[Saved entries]
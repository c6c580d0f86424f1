//! JSON HTTP API for quire.
//!
//! Exposes an axum [`Router`] over a [`quire_rag::Rag`]. Every `/api` route
//! requires HTTP Basic credentials; TLS and transport concerns are the
//! caller's responsibility.
//!
//! # Mounting
//!
//! ```rust,ignore
//! axum::serve(listener, quire_api::router(state)).await?;
//! ```

pub mod auth;
pub mod chat;
pub mod documents;
pub mod error;

use std::sync::Arc;

use axum::{
  Router,
  extract::DefaultBodyLimit,
  routing::{get, post},
};
use quire_rag::{Backend, Rag};

pub use auth::{Account, AuthConfig, Caller};
pub use error::ApiError;

/// Uploads above this size are refused with 413 unless configured otherwise.
pub const DEFAULT_MAX_UPLOAD_BYTES: usize = 32 * 1024 * 1024;

/// Shared state threaded through all handlers.
pub struct AppState<B: Backend> {
  pub rag:              Rag<B>,
  pub auth:             Arc<AuthConfig>,
  pub max_upload_bytes: usize,
}

impl<B: Backend> Clone for AppState<B> {
  fn clone(&self) -> Self {
    Self {
      rag:              self.rag.clone(),
      auth:             Arc::clone(&self.auth),
      max_upload_bytes: self.max_upload_bytes,
    }
  }
}

/// The `/api` routes alone, for nesting under another router.
pub fn api_router<B: Backend>(state: AppState<B>) -> Router<()> {
  let upload_limit = DefaultBodyLimit::max(state.max_upload_bytes);
  Router::new()
    // Account
    .route("/me", get(documents::me::<B>))
    // Documents
    .route(
      "/documents",
      get(documents::list::<B>).post(documents::upload::<B>).layer(upload_limit),
    )
    .route(
      "/documents/{id}",
      get(documents::get_one::<B>).delete(documents::delete_one::<B>),
    )
    .route("/documents/{id}/file", get(documents::download::<B>))
    .route("/documents/{id}/ingest", post(documents::ingest::<B>))
    // Chat
    .route("/documents/{id}/messages", get(chat::messages::<B>))
    .route("/documents/{id}/ask", post(chat::ask::<B>))
    .with_state(state)
}

/// Full application router: `/healthz` plus everything under `/api`.
pub fn router<B: Backend>(state: AppState<B>) -> Router<()> {
  Router::new()
    .route("/healthz", get(|| async { "ok" }))
    .nest("/api", api_router(state))
}
//! API error type and [`axum::response::IntoResponse`] implementation.

use axum::{
  Json,
  http::{HeaderValue, StatusCode, header},
  response::{IntoResponse, Response},
};
use quire_rag::RagError;
use serde_json::json;
use thiserror::Error;

/// An error returned by an API handler.
#[derive(Debug, Error)]
pub enum ApiError {
  #[error("unauthorized")]
  Unauthorized,

  #[error("not found: {0}")]
  NotFound(String),

  #[error("bad request: {0}")]
  BadRequest(String),

  #[error("payload too large: {0}")]
  PayloadTooLarge(String),

  /// A model provider or remote download failed.
  #[error("upstream error: {0}")]
  Upstream(String),

  #[error("internal error: {0}")]
  Internal(String),
}

impl From<RagError> for ApiError {
  fn from(e: RagError) -> Self {
    let message = e.to_string();
    match e {
      RagError::DocumentNotFound(_)
      | RagError::DownloadUrlMissing(_)
      | RagError::VectorStoreMissing(_) => Self::NotFound(message),
      RagError::InvalidUpload(_) | RagError::EmptyQuestion | RagError::Pdf(_) => {
        Self::BadRequest(message)
      }
      RagError::Fetch(_) | RagError::Model(_) => Self::Upstream(message),
      RagError::Config(_)
      | RagError::Task(_)
      | RagError::Store(_)
      | RagError::Vectors(_)
      | RagError::Blob(_) => Self::Internal(message),
    }
  }
}

impl IntoResponse for ApiError {
  fn into_response(self) -> Response {
    let status = match &self {
      ApiError::Unauthorized => StatusCode::UNAUTHORIZED,
      ApiError::NotFound(_) => StatusCode::NOT_FOUND,
      ApiError::BadRequest(_) => StatusCode::BAD_REQUEST,
      ApiError::PayloadTooLarge(_) => StatusCode::PAYLOAD_TOO_LARGE,
      ApiError::Upstream(_) => StatusCode::BAD_GATEWAY,
      ApiError::Internal(_) => StatusCode::INTERNAL_SERVER_ERROR,
    };
    if status.is_server_error() {
      tracing::error!(error = %self, "request failed");
    }

    let mut res = (status, Json(json!({ "error": self.to_string() }))).into_response();
    if matches!(self, ApiError::Unauthorized) {
      res.headers_mut().insert(
        header::WWW_AUTHENTICATE,
        HeaderValue::from_static("Basic realm=\"quire\""),
      );
    }
    res
  }
}
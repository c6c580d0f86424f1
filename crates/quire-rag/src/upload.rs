//! Upload as a stream of progress events.
//!
//! The stream is lazy: each poll performs the next step (write a chunk,
//! publish the blob, save metadata, embed) and yields the event describing
//! it. Dropping the stream stops the upload after the step in flight. A blob
//! written by an abandoned upload is removed in the background unless its
//! metadata record was already saved.

use std::{pin::Pin, sync::Arc};

use bytes::Bytes;
use futures::{Stream, stream};
use quire_core::{
  blob::{BlobPath, BlobStore},
  document::{Document, NewDocument, UserId},
  quota::Action,
  store::DocumentStore,
};
use quire_text::{PDF_MIME_TYPE, is_pdf};
use serde::{Deserialize, Serialize};
use sha2::{Digest, Sha256};
use tracing::{info, warn};
use uuid::Uuid;

use crate::{Backend, Rag, RagError, Result};

/// Bytes written to the blob store per progress event.
pub const UPLOAD_CHUNK_BYTES: usize = 64 * 1024;

pub type UploadStream = Pin<Box<dyn Stream<Item = Result<UploadEvent>> + Send>>;

#[derive(Debug, Clone)]
pub struct UploadRequest {
  pub name:      String,
  pub mime_type: String,
  pub bytes:     Bytes,
}

#[derive(Debug, Clone, PartialEq, Serialize, Deserialize)]
#[serde(tag = "status", rename_all = "snake_case")]
pub enum UploadEvent {
  Uploading { percent: u8, bytes_transferred: u64, total_bytes: u64 },
  Uploaded { document_id: Uuid },
  Saving { document_id: Uuid },
  Generating { document_id: Uuid },
  Complete { document: Document, chunks: u64 },
  /// The quota gate refused the upload; nothing was stored.
  Rejected { message: String },
}

impl UploadEvent {
  /// Short status line for display.
  pub fn label(&self) -> &'static str {
    match self {
      Self::Uploading { .. } => "Uploading file...",
      Self::Uploaded { .. } => "File uploaded successfully",
      Self::Saving { .. } => "Saving file to database",
      Self::Generating { .. } => "Generating AI embeddings, This will only take a few seconds...",
      Self::Complete { .. } => "Ready",
      Self::Rejected { .. } => "Upload rejected",
    }
  }

  pub fn is_terminal(&self) -> bool { matches!(self, Self::Complete { .. } | Self::Rejected { .. }) }
}

impl<B: Backend> Rag<B> {
  /// Start an upload. Nothing happens until the stream is polled.
  pub fn upload(&self, user: UserId, request: UploadRequest) -> UploadStream {
    let job = UploadJob::new(self.clone(), user, request);
    Box::pin(stream::unfold(job, |mut job| async move {
      let item = job.next_event().await.transpose()?;
      Some((item, job))
    }))
  }
}

// ─── Job ─────────────────────────────────────────────────────────────────────

enum Stage {
  Admit,
  Write { offset: usize },
  Publish,
  AnnounceSave { url: String },
  Save { url: String },
  Generate { document: Box<Document> },
  Done,
}

struct UploadJob<B: Backend> {
  rag:          Rag<B>,
  user:         UserId,
  request:      UploadRequest,
  document_id:  Uuid,
  path:         BlobPath,
  hasher:       Sha256,
  stage:        Stage,
  /// Bytes are in the blob store but no metadata record points at them.
  pending_blob: bool,
}

impl<B: Backend> UploadJob<B> {
  fn new(rag: Rag<B>, user: UserId, request: UploadRequest) -> Self {
    let document_id = Uuid::new_v4();
    let path = BlobPath::for_document(&user, document_id);
    Self {
      rag,
      user,
      request,
      document_id,
      path,
      hasher: Sha256::new(),
      stage: Stage::Admit,
      pending_blob: false,
    }
  }

  /// Advance one step. `Ok(None)` ends the stream; so does any error, since
  /// the stage is left at `Done`.
  async fn next_event(&mut self) -> Result<Option<UploadEvent>> {
    match std::mem::replace(&mut self.stage, Stage::Done) {
      Stage::Admit => {
        if let Some(message) = self.admit().await? {
          return Ok(Some(UploadEvent::Rejected { message }));
        }
        self.write(0).await.map(Some)
      }
      Stage::Write { offset } => self.write(offset).await.map(Some),
      Stage::Publish => {
        let url = self
          .rag
          .services
          .blobs
          .finish(&self.path)
          .await
          .map_err(RagError::blob)?;
        self.stage = Stage::AnnounceSave { url };
        Ok(Some(UploadEvent::Uploaded { document_id: self.document_id }))
      }
      Stage::AnnounceSave { url } => {
        self.stage = Stage::Save { url };
        Ok(Some(UploadEvent::Saving { document_id: self.document_id }))
      }
      Stage::Save { url } => {
        let document = self.save(url).await?;
        self.stage = Stage::Generate { document: Box::new(document) };
        Ok(Some(UploadEvent::Generating { document_id: self.document_id }))
      }
      Stage::Generate { document } => {
        let report = self.rag.ingest_document(&document).await?;
        info!(
          user = %self.user,
          document_id = %self.document_id,
          chunks = report.chunks,
          "upload complete"
        );
        Ok(Some(UploadEvent::Complete { document: *document, chunks: report.chunks }))
      }
      Stage::Done => Ok(None),
    }
  }

  /// Validate the request (including a full parse of the PDF) and run the
  /// quota gate. `Some(message)` is a quota refusal; malformed uploads are
  /// errors.
  async fn admit(&self) -> Result<Option<String>> {
    let req = &self.request;
    if req.name.trim().is_empty() {
      return Err(RagError::InvalidUpload("file name is required".into()));
    }
    if req.bytes.is_empty() {
      return Err(RagError::InvalidUpload("file is empty".into()));
    }
    let essence = req.mime_type.split(';').next().unwrap_or_default().trim();
    if !essence.eq_ignore_ascii_case(PDF_MIME_TYPE) {
      return Err(RagError::InvalidUpload(format!(
        "only {PDF_MIME_TYPE} is accepted, got {:?}",
        req.mime_type
      )));
    }
    if !is_pdf(&req.bytes) {
      return Err(RagError::InvalidUpload("file is not a PDF".into()));
    }
    // Parse before storing anything: a document that cannot be embedded must
    // not count towards the user's limit.
    let bytes = req.bytes.clone();
    if let Err(e) = tokio::task::spawn_blocking(move || quire_text::load_pdf(&bytes)).await? {
      return Err(RagError::InvalidUpload(format!("file could not be read: {e}")));
    }

    let owned = self
      .rag
      .services
      .store
      .count_documents(&self.user)
      .await
      .map_err(RagError::store)?;
    self.rag.gate(&self.user, Action::UploadDocument, owned).await
  }

  async fn write(&mut self, offset: usize) -> Result<UploadEvent> {
    let total = self.request.bytes.len();
    let end = (offset + UPLOAD_CHUNK_BYTES).min(total);
    let chunk = self.request.bytes.slice(offset..end);

    self.pending_blob = true;
    self
      .rag
      .services
      .blobs
      .write_chunk(&self.path, offset as u64, chunk.clone())
      .await
      .map_err(RagError::blob)?;
    self.hasher.update(&chunk);

    self.stage = if end == total { Stage::Publish } else { Stage::Write { offset: end } };
    Ok(UploadEvent::Uploading {
      percent:           (end * 100 / total) as u8,
      bytes_transferred: end as u64,
      total_bytes:       total as u64,
    })
  }

  async fn save(&mut self, url: String) -> Result<Document> {
    let sha256 = hex::encode(std::mem::take(&mut self.hasher).finalize());
    let document = self
      .rag
      .services
      .store
      .create_document(NewDocument {
        document_id: self.document_id,
        user_id: self.user.clone(),
        name: self.request.name.trim().to_owned(),
        size: self.request.bytes.len() as u64,
        mime_type: PDF_MIME_TYPE.to_owned(),
        download_url: Some(url),
        storage_path: self.path.clone(),
        sha256,
      })
      .await
      .map_err(RagError::store)?;
    self.pending_blob = false;
    Ok(document)
  }
}

impl<B: Backend> Drop for UploadJob<B> {
  fn drop(&mut self) {
    if !self.pending_blob {
      return;
    }
    let Ok(runtime) = tokio::runtime::Handle::try_current() else {
      warn!(path = %self.path, "abandoned upload left behind, no runtime to clean it up");
      return;
    };
    let blobs = Arc::clone(&self.rag.services.blobs);
    let path = self.path.clone();
    runtime.spawn(async move {
      match blobs.delete(&path).await {
        Ok(()) => info!(%path, "removed abandoned upload"),
        Err(e) => warn!(%path, error = %e, "failed to remove abandoned upload"),
      }
    });
  }
}
//! Error type for `quire-store-sqlite`.

use thiserror::Error;

#[derive(Debug, Error)]
pub enum Error {
  #[error("core error: {0}")]
  Core(#[from] quire_core::Error),

  #[error("database error: {0}")]
  Database(#[from] tokio_rusqlite::Error),

  #[error("uuid parse error: {0}")]
  Uuid(#[from] uuid::Error),

  #[error("date/time parse error: {0}")]
  DateParse(String),

  #[error("failed to register sqlite-vec (sqlite error code {0})")]
  Extension(i32),

  /// An embedding's length disagrees with the index's fixed dimension.
  #[error("embedding has {got} dimensions, the index expects {expected}")]
  Dimensions { expected: usize, got: usize },

  /// A column held a value the domain types cannot represent.
  #[error("corrupt row: {0}")]
  Decode(String),
}

pub type Result<T, E = Error> = std::result::Result<T, E>;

Directions for this task:
Answer with the number alone after tallying the lines of the entries above that contain the word "axum".

Exercise response:
5